Ein Blick auf das nachstehende Kartenbildchen, auf welchem die Dampferlinien um das Cap Horn in vollen, die nach dem Durchstich der Landenge von Panama dagegen voraussichtlich einzuschlagenden Routen über den interoceanischen Canal mit punktirten Linien angegeben sind, giebt eine Vergleichung der Wegelängen um das Cap Horn und durch den Panamacanal und eine augenfällige Anschauung von den verheißenen Vortheilen des projectirten gigantischen Werkes. Der Weg von den europäischen und ostamerikanischen Häfen nach den Häfen an der Westküste von Mexico und Columbien, sowie theilweise nach Australien und Ostasien wird um die Hälfte oder gar um nahezu zwei Drittel abgekürzt. Während z. B. jetzt die Entfernung von Cap Lizard, am westlichen Ausgange des englischen Canals, welches im Allgemeinen als Anfangs- und Endpunkt für oceanische Fahrten der deutschen, holländischen und englischen Schiffe angesehen wird, nach San Francisco um das Cap Horn etwa 15,000 Seemeilen beträgt, wird nach der Eröffnung des Canals San Francisco von Lizard nur 7800 Seemeilen entfernt sein.

Die Handelswege und der Panama-Canal.

Am wichtigsten sind allerdings für uns die Entfernungen von den deutschen Häfen, die wir auf der Karte nicht angedeutet haben, um die Dampferlinien nicht zu verwischen. Wir bemerken aber dabei, daß zwischen Bremen und Hamburg einerseits und London andererseits in Bezug auf die Entfernungen im Panamacanalverkehr kein nennenswerther Unterschied besteht.

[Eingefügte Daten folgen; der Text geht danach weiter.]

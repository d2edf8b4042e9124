#![warn(clippy::all, clippy::pedantic)]

use bevy_ecs::prelude::*;

use crate::config::{BetOption, SlotConfig};
use crate::layout::{self, Margins};
use crate::paylines::LineSet;
use crate::reels::Grid;
use crate::scoring::SpinResult;
use crate::symbols::{Catalog, Position, Size};

/// The live reel columns.
#[derive(Resource, Debug, Clone, Default)]
pub struct Reels {
    pub grid: Grid,
}

/// Symbol definitions and the generated line set.
#[derive(Resource, Debug, Clone)]
pub struct Paytable {
    pub catalog: Catalog,
    pub lines: LineSet,
}

/// Fixed machine geometry and tuning, derived from the slot config.
#[derive(Resource, Debug, Clone)]
pub struct Machine {
    pub canvas: Size,
    pub rows: usize,
    pub columns: usize,
    pub instance_size: Size,
    pub spacing: f32,
    pub extra_depth: usize,
    pub base_speed: f32,
    pub highlight_ticks: u32,
    pub multiplier: u32,
    pub bets: Vec<BetOption>,
    pub margins: Margins,
}

impl Machine {
    #[must_use]
    pub fn from_config(config: &SlotConfig) -> Self {
        Self {
            canvas: config.canvas,
            rows: config.rows,
            columns: config.columns,
            instance_size: config.instance_size,
            spacing: config.spacing,
            extra_depth: config.extra_depth,
            base_speed: config.base_speed,
            highlight_ticks: config.highlight_ticks,
            multiplier: config.multiplier,
            bets: config.bets.clone(),
            margins: layout::margins(
                config.canvas,
                config.columns,
                config.rows,
                config.instance_size,
                config.spacing,
            ),
        }
    }

    #[must_use]
    pub fn lower_bound(&self) -> f32 {
        self.margins.lower_bound(self.canvas)
    }

    #[must_use]
    pub fn in_window(&self, point: Position) -> bool {
        self.margins.contains(self.canvas, point.x, point.y)
    }
}

#[derive(Debug, Clone, Copy, PartialEq, Eq, Default)]
pub enum Phase {
    #[default]
    Idle,
    Rolling,
    Scoring,
    /// Showing winning run `run`, for `ticks` ticks so far
    Highlighting { run: usize, ticks: u32 },
}

#[derive(Resource, Debug, Clone, Default)]
pub struct GameState {
    pub phase: Phase,
    pub balance: u64,
    /// Index into the machine's bet table
    pub bet: usize,
    pub spins: u32,
    pub last_win: u64,
    pub total_won: u64,
    pub result: SpinResult,
}

impl GameState {
    #[must_use]
    pub fn new(balance: u64) -> Self {
        Self {
            balance,
            ..Self::default()
        }
    }

    #[must_use]
    pub fn is_idle(&self) -> bool {
        self.phase == Phase::Idle
    }

    /// The selected bet, falling back to the first entry.
    #[must_use]
    pub fn bet_option(&self, bets: &[BetOption]) -> Option<BetOption> {
        bets.get(self.bet).or_else(|| bets.first()).copied()
    }

    pub fn next_bet(&mut self, bets: &[BetOption]) {
        if !bets.is_empty() {
            self.bet = (self.bet + 1) % bets.len();
        }
    }

    pub fn prev_bet(&mut self, bets: &[BetOption]) {
        if !bets.is_empty() {
            self.bet = (self.bet + bets.len() - 1) % bets.len();
        }
    }
}

/// Input polled this tick. Cleared every tick, honored only while idle.
#[derive(Resource, Debug, Clone, Default)]
pub struct Input {
    pub spin: bool,
    pub pointer: Option<Position>, // Pointer-down in canvas coordinates
    pub bet_up: bool,
    pub bet_down: bool,
}

#[derive(Resource, Debug, Clone)]
pub struct SlotRng(pub fastrand::Rng);

impl SlotRng {
    #[must_use]
    pub fn new(seed: Option<u64>) -> Self {
        match seed {
            Some(seed) => Self(fastrand::Rng::with_seed(seed)),
            None => Self(fastrand::Rng::new()),
        }
    }
}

Während bis jetzt die Reisedauer von Hamburg aus um das Cap Horn oder durch die Magellansstraße nach San Francisco, je nach der Schnelligkeit der Dampfer, 50 bis 60 Tage beträgt, wird sie nunmehr durch den Panamacanal auf 20 bis 22 Tage abgekürzt werden.

Die Vereinigten Staaten sind bei dem Riesenwerke zunächst und am meisten interessirt, da es in erster Linie der Westküste Amerikas, namentlich Californien zu Gute kommen würde, an zweiter Stelle der Inselwelt des Stillen Meeres und dem Festland von Australien. Californien ist gegenwärtig kein Goldland mehr, sondern ein Kornland, aber zur vollen Entwickelung und Verwerthung seines Bodenreichthums fehlt ihm die Verbindung mit dem Außenlande. In reichen Jahren muß der Farmer sein Vieh mit Weizen füttern, weil er für denselben keinen Absatz hat. Die Länder im Osten der Pacificbahn sind selber an Körnerfrüchten überreich; der weite Umweg um das Cap Horn, obwohl auf ihm schon jetzt Ladungen nach Europa gehen, vertheuert dagegen die Erzeugnisse der Westküste unverhältnismäßig gegenüber der billigen Fracht der Prairiestaaten, welchen bequeme Wasserstraßen und billige Eisenbahnwege nach der östlichen Hälfte zu Gebote stehen. Nur die Eröffnung eines Conciles von Meer zu Meer kann Californien die Mittel gewähren, seinen Reichthum bestens zu verwerthen.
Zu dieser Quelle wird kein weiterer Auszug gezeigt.